* **DATASET**
★ ★ ★ ★
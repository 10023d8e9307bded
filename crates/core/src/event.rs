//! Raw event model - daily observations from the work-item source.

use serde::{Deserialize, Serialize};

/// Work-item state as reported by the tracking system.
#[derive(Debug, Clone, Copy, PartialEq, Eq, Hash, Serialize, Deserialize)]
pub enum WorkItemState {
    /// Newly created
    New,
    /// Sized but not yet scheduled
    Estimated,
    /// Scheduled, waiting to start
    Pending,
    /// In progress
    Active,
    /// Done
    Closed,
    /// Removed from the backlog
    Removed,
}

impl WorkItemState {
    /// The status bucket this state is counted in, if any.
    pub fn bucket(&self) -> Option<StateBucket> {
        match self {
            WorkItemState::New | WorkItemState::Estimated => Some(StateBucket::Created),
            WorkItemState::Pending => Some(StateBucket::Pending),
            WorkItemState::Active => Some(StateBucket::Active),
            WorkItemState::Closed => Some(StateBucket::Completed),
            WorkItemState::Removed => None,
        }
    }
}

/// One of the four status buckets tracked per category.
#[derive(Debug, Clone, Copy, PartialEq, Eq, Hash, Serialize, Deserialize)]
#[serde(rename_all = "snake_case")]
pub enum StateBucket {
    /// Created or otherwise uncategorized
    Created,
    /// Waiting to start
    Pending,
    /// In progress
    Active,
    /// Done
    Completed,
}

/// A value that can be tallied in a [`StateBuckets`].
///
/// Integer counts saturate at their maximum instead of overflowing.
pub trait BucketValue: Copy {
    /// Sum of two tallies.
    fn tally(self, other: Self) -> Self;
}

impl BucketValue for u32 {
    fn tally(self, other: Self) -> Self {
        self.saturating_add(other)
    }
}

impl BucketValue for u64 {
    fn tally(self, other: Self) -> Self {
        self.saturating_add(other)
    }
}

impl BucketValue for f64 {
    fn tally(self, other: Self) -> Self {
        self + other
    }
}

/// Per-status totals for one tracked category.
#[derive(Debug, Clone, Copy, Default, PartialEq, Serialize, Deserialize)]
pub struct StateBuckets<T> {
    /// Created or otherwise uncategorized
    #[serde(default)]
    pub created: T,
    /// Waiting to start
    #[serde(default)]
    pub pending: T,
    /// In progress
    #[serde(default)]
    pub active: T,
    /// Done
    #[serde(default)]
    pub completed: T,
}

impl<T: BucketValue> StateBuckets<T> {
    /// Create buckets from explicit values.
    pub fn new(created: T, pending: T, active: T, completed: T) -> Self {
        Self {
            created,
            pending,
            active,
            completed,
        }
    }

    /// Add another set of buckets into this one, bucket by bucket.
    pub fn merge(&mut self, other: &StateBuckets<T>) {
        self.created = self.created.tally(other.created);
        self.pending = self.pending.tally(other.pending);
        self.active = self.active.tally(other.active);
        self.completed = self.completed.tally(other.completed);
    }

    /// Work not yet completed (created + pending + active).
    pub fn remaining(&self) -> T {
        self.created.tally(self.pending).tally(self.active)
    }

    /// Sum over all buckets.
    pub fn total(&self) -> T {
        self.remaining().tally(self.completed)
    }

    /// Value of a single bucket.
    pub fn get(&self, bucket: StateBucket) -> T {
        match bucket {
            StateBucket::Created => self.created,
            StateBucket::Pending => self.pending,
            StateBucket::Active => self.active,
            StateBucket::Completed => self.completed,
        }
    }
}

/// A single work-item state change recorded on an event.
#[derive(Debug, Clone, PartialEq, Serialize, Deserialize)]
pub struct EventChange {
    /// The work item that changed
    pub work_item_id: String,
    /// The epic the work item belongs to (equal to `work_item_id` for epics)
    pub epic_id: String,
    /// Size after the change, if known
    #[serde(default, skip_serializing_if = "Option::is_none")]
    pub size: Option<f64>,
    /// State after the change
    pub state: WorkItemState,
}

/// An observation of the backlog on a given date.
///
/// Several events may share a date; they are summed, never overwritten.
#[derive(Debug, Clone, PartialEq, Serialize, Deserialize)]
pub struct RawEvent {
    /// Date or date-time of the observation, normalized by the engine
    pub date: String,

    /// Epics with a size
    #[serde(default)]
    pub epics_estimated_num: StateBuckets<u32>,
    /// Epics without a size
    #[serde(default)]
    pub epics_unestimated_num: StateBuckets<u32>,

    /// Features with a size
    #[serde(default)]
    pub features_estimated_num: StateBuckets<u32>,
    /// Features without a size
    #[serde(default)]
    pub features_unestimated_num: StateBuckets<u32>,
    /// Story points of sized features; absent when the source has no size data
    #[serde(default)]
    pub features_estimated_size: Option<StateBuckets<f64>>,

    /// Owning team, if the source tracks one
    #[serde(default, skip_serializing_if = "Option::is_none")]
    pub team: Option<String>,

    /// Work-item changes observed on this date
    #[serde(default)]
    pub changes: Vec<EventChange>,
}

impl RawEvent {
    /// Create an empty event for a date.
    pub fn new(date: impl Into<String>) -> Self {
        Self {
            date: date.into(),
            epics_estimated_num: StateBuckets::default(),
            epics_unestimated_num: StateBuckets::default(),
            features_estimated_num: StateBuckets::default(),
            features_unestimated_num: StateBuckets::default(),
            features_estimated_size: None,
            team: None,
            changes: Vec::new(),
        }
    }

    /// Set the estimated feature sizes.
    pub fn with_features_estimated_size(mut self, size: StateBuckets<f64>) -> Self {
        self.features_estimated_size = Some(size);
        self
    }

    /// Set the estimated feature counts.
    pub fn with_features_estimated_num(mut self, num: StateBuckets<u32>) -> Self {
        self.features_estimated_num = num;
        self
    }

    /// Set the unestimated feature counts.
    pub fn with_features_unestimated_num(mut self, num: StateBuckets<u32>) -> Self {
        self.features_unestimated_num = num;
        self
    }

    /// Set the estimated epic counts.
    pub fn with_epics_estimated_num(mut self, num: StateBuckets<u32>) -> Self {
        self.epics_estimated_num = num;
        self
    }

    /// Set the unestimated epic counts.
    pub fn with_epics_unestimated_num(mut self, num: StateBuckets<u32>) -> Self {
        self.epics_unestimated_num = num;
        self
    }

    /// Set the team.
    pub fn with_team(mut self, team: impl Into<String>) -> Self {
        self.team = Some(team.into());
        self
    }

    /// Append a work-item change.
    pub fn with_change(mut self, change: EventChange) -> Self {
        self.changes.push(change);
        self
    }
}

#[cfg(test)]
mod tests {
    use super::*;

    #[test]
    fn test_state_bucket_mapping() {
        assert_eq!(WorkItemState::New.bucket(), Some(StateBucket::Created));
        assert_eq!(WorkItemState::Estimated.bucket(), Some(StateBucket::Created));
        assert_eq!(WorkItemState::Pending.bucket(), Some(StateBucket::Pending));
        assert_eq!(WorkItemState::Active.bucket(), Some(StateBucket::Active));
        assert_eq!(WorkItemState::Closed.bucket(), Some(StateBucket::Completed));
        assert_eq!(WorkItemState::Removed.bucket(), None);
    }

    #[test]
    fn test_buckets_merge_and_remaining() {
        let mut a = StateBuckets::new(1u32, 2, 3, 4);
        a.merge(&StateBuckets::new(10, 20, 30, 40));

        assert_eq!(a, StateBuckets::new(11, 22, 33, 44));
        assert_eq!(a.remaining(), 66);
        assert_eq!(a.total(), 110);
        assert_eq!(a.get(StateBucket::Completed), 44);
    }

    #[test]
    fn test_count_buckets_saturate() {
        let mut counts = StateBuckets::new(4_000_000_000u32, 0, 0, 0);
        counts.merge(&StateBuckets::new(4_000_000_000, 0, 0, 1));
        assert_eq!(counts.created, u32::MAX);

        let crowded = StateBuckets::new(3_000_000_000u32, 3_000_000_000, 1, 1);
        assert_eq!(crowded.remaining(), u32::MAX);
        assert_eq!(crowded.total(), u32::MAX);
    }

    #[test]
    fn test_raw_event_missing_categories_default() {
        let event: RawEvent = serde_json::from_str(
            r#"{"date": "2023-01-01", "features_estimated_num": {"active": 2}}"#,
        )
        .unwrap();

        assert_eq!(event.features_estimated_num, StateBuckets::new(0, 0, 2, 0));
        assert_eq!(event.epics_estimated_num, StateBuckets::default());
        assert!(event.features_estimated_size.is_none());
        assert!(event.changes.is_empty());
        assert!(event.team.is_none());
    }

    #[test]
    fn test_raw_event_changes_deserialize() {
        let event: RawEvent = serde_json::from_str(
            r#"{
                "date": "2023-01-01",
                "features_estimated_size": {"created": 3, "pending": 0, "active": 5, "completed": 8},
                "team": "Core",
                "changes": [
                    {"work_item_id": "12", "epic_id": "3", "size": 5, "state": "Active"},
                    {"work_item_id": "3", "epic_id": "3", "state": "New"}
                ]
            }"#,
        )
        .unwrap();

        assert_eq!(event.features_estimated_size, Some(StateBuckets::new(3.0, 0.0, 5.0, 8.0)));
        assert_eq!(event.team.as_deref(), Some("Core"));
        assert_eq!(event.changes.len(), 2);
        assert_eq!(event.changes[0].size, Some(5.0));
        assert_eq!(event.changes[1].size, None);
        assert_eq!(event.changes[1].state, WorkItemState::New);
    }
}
★ ★ ★ ★
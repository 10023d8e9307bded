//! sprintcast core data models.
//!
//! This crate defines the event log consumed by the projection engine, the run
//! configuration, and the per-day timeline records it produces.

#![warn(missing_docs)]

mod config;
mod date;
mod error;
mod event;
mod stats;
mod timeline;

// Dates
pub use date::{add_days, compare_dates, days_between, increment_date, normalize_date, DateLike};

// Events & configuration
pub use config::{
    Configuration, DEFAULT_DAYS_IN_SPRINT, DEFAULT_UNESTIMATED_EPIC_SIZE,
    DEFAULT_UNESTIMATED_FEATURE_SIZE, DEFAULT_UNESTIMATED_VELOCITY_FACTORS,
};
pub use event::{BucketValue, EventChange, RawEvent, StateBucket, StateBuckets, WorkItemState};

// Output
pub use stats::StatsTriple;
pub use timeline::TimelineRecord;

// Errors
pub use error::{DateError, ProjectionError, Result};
★ ★ ★ ★
* **YOUR OBJECTIVE**
Every line in the records above that contains the word "EventChange" should be copied out.

* **OUTPUT**
pub struct EventChange {
    pub changes: Vec<EventChange>,
    pub fn with_change(mut self, change: EventChange) -> Self {
pub use event::{BucketValue, EventChange, RawEvent, StateBucket, StateBuckets, WorkItemState};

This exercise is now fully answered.